Imponujące widowisko zapewnił mieszkańcom Warszawy 21-letni Jan Gałek.Niespodziewanie, nad głowami przechodniów, u zbiegu Marszałkowskiej i Złotej – między domami towarowymi Sawa i Junior, 19 października 2009 roku, pojawił się dumnie kroczący śmiałek, który przez trzy godziny przechadzał się trzema różnymi liniowymi trasami, po zawieszonej na wysokości 15 metrów 2,5-centymetrowej taśmie. Jak się później okazała, wszystko było zaplanowane.

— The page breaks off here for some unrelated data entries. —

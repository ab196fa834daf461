use anyhow::{bail, Context, Result};

use super::config::Band;

#[derive(Debug, Clone, PartialEq)]
pub enum RangeOp {
    LessThan(f64),
    LessEqual(f64),
    GreaterThan(f64),
    GreaterEqual(f64),
    Equal(f64),
    Between(f64, f64), // Inclusive range: N-M
}

fn parse_bound(s: &str) -> Result<f64> {
    let s = s.trim();
    let value: f64 = s
        .parse()
        .with_context(|| format!("'{}' is not a number", s))?;
    if !value.is_finite() {
        bail!("'{}' is not a finite number", s);
    }
    Ok(value)
}

impl RangeOp {
    pub fn parse(s: &str) -> Result<Self> {
        let s = s.trim();
        if let Some(val) = s.strip_prefix(">=") {
            Ok(RangeOp::GreaterEqual(parse_bound(val)?))
        } else if let Some(val) = s.strip_prefix("<=") {
            Ok(RangeOp::LessEqual(parse_bound(val)?))
        } else if let Some(val) = s.strip_prefix('>') {
            Ok(RangeOp::GreaterThan(parse_bound(val)?))
        } else if let Some(val) = s.strip_prefix('<') {
            Ok(RangeOp::LessThan(parse_bound(val)?))
        } else if s.contains('-') && !s.starts_with('-') {
            // Range format: "111-140"
            let parts: Vec<&str> = s.split('-').collect();
            if parts.len() == 2 {
                let low = parse_bound(parts[0])?;
                let high = parse_bound(parts[1])?;
                if low > high {
                    bail!("Range bounds out of order: {}", s)
                }
                Ok(RangeOp::Between(low, high))
            } else {
                bail!("Invalid range format: {}", s)
            }
        } else {
            Ok(RangeOp::Equal(parse_bound(s)?))
        }
    }

    pub fn matches(&self, value: f64) -> bool {
        match self {
            RangeOp::LessThan(n) => value < *n,
            RangeOp::LessEqual(n) => value <= *n,
            RangeOp::GreaterThan(n) => value > *n,
            RangeOp::GreaterEqual(n) => value >= *n,
            RangeOp::Equal(n) => value == *n,
            RangeOp::Between(low, high) => value >= *low && value <= *high,
        }
    }
}

/// A compiled band table: ordered `(range, score)` pairs plus a fallback.
#[derive(Debug, Clone, PartialEq)]
pub struct ScoreBands {
    bands: Vec<(RangeOp, f64)>,
    otherwise: f64,
}

impl ScoreBands {
    pub fn compile(bands: &[Band], otherwise: f64) -> Result<Self> {
        let bands = bands
            .iter()
            .map(|b| Ok((RangeOp::parse(&b.range)?, b.score)))
            .collect::<Result<Vec<_>>>()?;
        Ok(Self { bands, otherwise })
    }

    /// Score for `value`: the first matching band wins, `otherwise` if none match.
    pub fn score(&self, value: f64) -> f64 {
        self.bands
            .iter()
            .find(|(range, _)| range.matches(value))
            .map(|(_, score)| *score)
            .unwrap_or(self.otherwise)
    }

    /// Highest score any value can receive.
    pub fn max_score(&self) -> f64 {
        self.bands
            .iter()
            .map(|(_, score)| *score)
            .fold(self.otherwise, f64::max)
    }
}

Jan Gałek, najlepszy polski slackliner (z ang. luźna, nienapięta lina), do Warszawy przyjechał na zaproszenie. Sam preferuje chodzenie na linie wśród piękna natury. Swoją przygodę ze sportem zaczął poprzez wspinaczkę, którą zaraził go jego ojciec – zabierając syna na liczne wyprawy od 5 roku życia. Wszystkiego uczył się sam, gdyż rynek nie dysponował jeszcze wówczas tak licznymi pozycjami na temat slackline. Pierwszy highline przeszedł podczas zawodów zorganizowanych w Polsce 20 maja 2006 roku. „Slackline Masters” to piersze tego typu zawody w naszym kraju. Kolejnym osiągnięciem na liście licznych podróży było okiełznanie najdłuższego longline w Polsce mierzącego 175 metrów, we Wrocławiu.14 lipca 2007 roku, pan Jan jako pierszy Polak pokonał na 2,5-centymetrowej taśmie „Lost Arrow Spire” Highline, który ówcześnie był najwyższym highline na świecie, a mianowicie – 880 metrów wysokości oraz 17 metrów długości.Wyprawa okazała się być punktem zwrotnym w przygodzie z tą dyscypliną sportową, która każdego roku staje się coraz bardziej popularna. Jak się okazało, slackline to nie tylko pasja czy sport, ale także styl życia naszego rekordzisty.
W licznych wywiadach, bohater podkreśla, iż sport wymaga ogromnego przygotowania zarówno pod względem fizycznym, jak i psychicznym. Wielokrotnie strachu nie da się opanować, jest silniejszy. Slackline narodził się w Stanach Zjednoczonych około 40 lat temu. Najsłynniejszym przedsięwzięciem związanym z przejściem na linie pomiędzy dwoma budynkami jest historia „Tańczącego na linie” – Philippe’a Petit’a, który przeszedł pomiędzy wieżami World Trade Center. 7 lat planował swoją artystyczną zbrodnię, dzięki czemu zaczarował cały Nowy Jork. Jego spacer po linie, był istnym tańcem.